Foster care is not just a social issue but a deeply biblical call to reflect God’s heart for children. When believers step into this space—through fostering, adoption, and support—we make the gospel visible by showing the same sacrificial love God has shown to us.
Foster care is a profoundly biblical issue. God is the “Father of the fatherless” who defends, protects, and provides for vulnerable children (Psalm 68:5; Isaiah 1:17), who are made in God's image and therefore carry inherent dignity, worth, and value (Genesis 1:26–27). We are called to reflect these truths to the world, and providing compassion and tangible care to those in foster care is one way to do that. Throughout Scripture, God repeatedly shows His heart for children who need safety, belonging, and provision (Exodus 2:1–10; 2 Samuel 9:1–13). The New Testament calls believers to active, sacrificial love that moves beyond words into action, reflecting the gospel through compassion and care (1 John 3:17–18). Foster care today is a living expression of that gospel, as Christians welcome the vulnerable and reflect the adoption we ourselves have received in Christ (Romans 8:15; Ephesians 1:5). When the Church steps into foster care through fostering, adoption, and support, it makes the love of God visible to children who desperately need hope, family, and belonging.
Right now in the United States, about 329,000 children are living in foster care, while more than 505,000 children passed through the system during 2024 alone. Around 171,000 children entered foster care this past year, often because of neglect—which accounts for roughly 55% of removals—along with abuse, abandonment, parental drug abuse, unsafe housing, or incarceration. Many of these children spend nearly two years in the system, moving between homes and facing uncertainty about where they belong. Every year, about 15,000 young people age out of foster care without permanent families, and many face increased risks of homelessness, poverty, incarceration, unemployment, and mental health struggles, with studies estimating that 22–30% experience homelessness after aging out.
At the same time, there is a major shortage of foster families across the country, meaning some children are separated from siblings, moved far from their communities, or placed in group facilities instead of loving homes.

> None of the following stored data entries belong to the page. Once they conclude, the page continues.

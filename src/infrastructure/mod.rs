pub mod in_memory;
pub mod text;
pub mod application;
pub mod config;
pub mod domain;
pub mod error;
pub mod infrastructure;
pub mod interfaces;
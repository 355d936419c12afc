//! Fixed field values for a single country's payment scheme.
//!
//! A [`Profile`] is built once and passed by reference to the encoder, so the
//! encoder itself never reads global state.

use crate::error::{PromptPayError, Result};
use serde::{Deserialize, Serialize};
use std::io::Read;

/// Pixel size handed to renderers when the caller does not choose one.
pub const DEFAULT_QR_SIZE: u32 = 500;

/// The literal values written into every payload.
#[derive(Debug, Clone, PartialEq, Eq, Serialize, Deserialize)]
#[serde(default)]
pub struct Profile {
    /// Value of tag `00`.
    pub payload_format_indicator: String,
    /// Value of tag `01`.
    pub point_of_initiation: String,
    /// Sub-tag `00` of the merchant account information template.
    pub application_id: String,
    /// ISO 3166 alpha-2 code, tag `58`.
    pub country_code: String,
    /// ISO 4217 numeric code, tag `53`.
    pub currency_code: String,
    /// Replaces the trunk digit of a local mobile number.
    pub mobile_prefix: String,
}

impl Default for Profile {
    fn default() -> Self {
        Self::thai_promptpay()
    }
}

impl Profile {
    pub fn thai_promptpay() -> Self {
        Self {
            payload_format_indicator: "01".to_string(),
            point_of_initiation: "12".to_string(),
            application_id: "A000000677010111".to_string(),
            country_code: "TH".to_string(),
            currency_code: "764".to_string(),
            mobile_prefix: "0066".to_string(),
        }
    }

    /// Reads a profile from JSON. Fields absent from the document keep their
    /// Thai PromptPay values.
    pub fn from_json_reader<R: Read>(reader: R) -> Result<Self> {
        let profile: Profile = serde_json::from_reader(reader)?;
        profile.validate()?;
        Ok(profile)
    }

    /// Checks that every field fits a two-digit TLV length and has the
    /// character class its tag requires.
    pub fn validate(&self) -> Result<()> {
        let fields = [
            ("payload_format_indicator", &self.payload_format_indicator),
            ("point_of_initiation", &self.point_of_initiation),
            ("application_id", &self.application_id),
            ("country_code", &self.country_code),
            ("currency_code", &self.currency_code),
            ("mobile_prefix", &self.mobile_prefix),
        ];
        for (name, value) in fields {
            if value.is_empty() || value.len() > 99 || !value.is_ascii() {
                return Err(invalid(format!(
                    "{name} must be 1 to 99 ASCII characters"
                )));
            }
        }

        if self.country_code.len() != 2
            || !self.country_code.bytes().all(|b| b.is_ascii_uppercase())
        {
            return Err(invalid("country_code must be 2 uppercase letters".into()));
        }
        if self.currency_code.len() != 3 || !is_digits(&self.currency_code) {
            return Err(invalid("currency_code must be 3 digits".into()));
        }
        if !is_digits(&self.mobile_prefix) {
            return Err(invalid("mobile_prefix must contain only digits".into()));
        }
        // The merchant template holds two sub-fields and must itself stay
        // under 100 bytes for the longest account number this profile yields.
        let account_len = (self.mobile_prefix.len() + 9).max(13);
        if 4 + self.application_id.len() + 4 + account_len > 99 {
            return Err(invalid(
                "application_id and mobile_prefix are too long to fit the merchant template"
                    .into(),
            ));
        }
        Ok(())
    }
}

fn invalid(message: String) -> PromptPayError {
    PromptPayError::InvalidProfile(message)
}

fn is_digits(value: &str) -> bool {
    value.bytes().all(|b| b.is_ascii_digit())
}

As Christians, these realities should deeply move us because Scripture repeatedly reveals God as the “Father of the fatherless” (Psalm 68:5) and calls His people to defend, protect, and care for the vulnerable. Foster care is more than a social issue—it is a powerful opportunity for believers to reflect God's love to children who desperately need safety, stability, and hope.

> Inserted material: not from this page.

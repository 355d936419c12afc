pub mod payload_writer;
pub mod request_reader;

From the very beginning, God’s people were expected to reflect His heart by protecting, providing for, and defending vulnerable children. The early church became known throughout the Roman world for doing exactly that. While many in Roman society abandoned unwanted infants or left vulnerable children exposed to die, early Christians became distinguished for rescuing, welcoming, and caring for those whom society rejected or discarded. Their faith produced visible compassion and practical action, showing the world what the love of Christ looked like in real life. And we are called to do the same.

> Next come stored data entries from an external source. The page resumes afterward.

//! Worker pool for asynchronous execution
//!
//! A pool is either an owned multi-thread tokio runtime, built from
//! [`PoolConfig`], or a handle to a runtime the caller already has.
//! Owned pools are torn down explicitly with [`WorkerPool::shutdown`], or
//! when dropped. Both are safe from inside an async context.

use std::future::Future;
use std::time::Duration;

use tokio::runtime::{Builder, Handle, Runtime};
use tokio::task::JoinHandle;

use crate::config::PoolConfig;
use crate::error::ShellError;

/// Reusable set of worker threads that runs submitted tasks
pub struct WorkerPool {
    handle: Handle,
    /// Present only for owned pools; taken on shutdown
    runtime: Option<Runtime>,
}

impl std::fmt::Debug for WorkerPool {
    fn fmt(&self, f: &mut std::fmt::Formatter<'_>) -> std::fmt::Result {
        let kind = if self.is_owned() { "owned" } else { "shared" };
        f.debug_struct("WorkerPool").field("kind", &kind).finish()
    }
}

impl WorkerPool {
    /// Build an owned pool
    ///
    /// # Errors
    /// * `ShellError::Pool` - If the runtime could not be started
    pub fn new(config: &PoolConfig) -> Result<Self, ShellError> {
        let mut builder = Builder::new_multi_thread();
        builder.thread_name(config.thread_name.clone()).enable_all();
        if config.workers > 0 {
            builder.worker_threads(config.workers);
        }

        let runtime = builder
            .build()
            .map_err(|e| ShellError::Pool(format!("Failed to create runtime: {}", e)))?;

        tracing::debug!(
            workers = config.workers,
            thread_name = %config.thread_name,
            "worker pool started"
        );

        Ok(Self {
            handle: runtime.handle().clone(),
            runtime: Some(runtime),
        })
    }

    /// Use an existing runtime as the pool
    pub fn from_handle(handle: Handle) -> Self {
        Self {
            handle,
            runtime: None,
        }
    }

    /// Use the runtime the caller is running on
    ///
    /// # Errors
    /// * `ShellError::Pool` - If called outside a tokio runtime
    pub fn current() -> Result<Self, ShellError> {
        Handle::try_current()
            .map(Self::from_handle)
            .map_err(|e| ShellError::Pool(e.to_string()))
    }

    pub fn handle(&self) -> &Handle {
        &self.handle
    }

    /// Whether this pool owns its runtime
    pub fn is_owned(&self) -> bool {
        self.runtime.is_some()
    }

    /// Schedule a future on a pool worker
    pub fn spawn<F>(&self, future: F) -> JoinHandle<F::Output>
    where
        F: Future + Send + 'static,
        F::Output: Send + 'static,
    {
        self.handle.spawn(future)
    }

    /// Stop an owned pool, waiting up to `timeout` for running tasks
    ///
    /// Tasks still running afterwards are dropped, which kills their
    /// children. From inside an async context the wait happens on a
    /// separate thread and this returns immediately. Shared pools are left
    /// untouched.
    pub fn shutdown(mut self, timeout: Duration) {
        let Some(runtime) = self.runtime.take() else {
            return;
        };

        tracing::debug!("worker pool shutting down");

        if in_async_context() {
            // Blocking here would panic; let a plain thread do the waiting
            let spawned = std::thread::Builder::new()
                .name("shellrun-pool-shutdown".to_string())
                .spawn(move || runtime.shutdown_timeout(timeout));
            if let Err(e) = spawned {
                tracing::warn!("Failed to spawn shutdown thread: {}", e);
            }
        } else {
            runtime.shutdown_timeout(timeout);
        }
    }
}

impl Drop for WorkerPool {
    fn drop(&mut self) {
        if let Some(runtime) = self.runtime.take() {
            if in_async_context() {
                runtime.shutdown_background();
            } else {
                drop(runtime);
            }
        }
    }
}

fn in_async_context() -> bool {
    Handle::try_current().is_ok()
}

Why? Caring for the vulnerable reflects the heart of the gospel: we were spiritually lost, abandoned in our sin, and yet God graciously brought us into His family through Christ. In many ways, foster care models that same gospel love by welcoming the vulnerable, offering safety and belonging, extending grace and stability, and showing sacrificial love to children in crisis. Foster care can be emotionally difficult and costly, requiring patience, perseverance, and deep compassion, yet God is faithful to meet us where we need Him as we seek to love Him and others faithfully. While not every Christian is called to become a foster parent, every Christian is called to care about vulnerable children in some meaningful way. Christians can support foster care through fostering, adoption, providing respite care, mentoring, giving financially, praying, providing practical services like clothing and bedding for foster care ministries, and supporting foster families in meaningful ways. When we care for those in foster care, the gospel and the love of Christ become visible to children who desperately need it.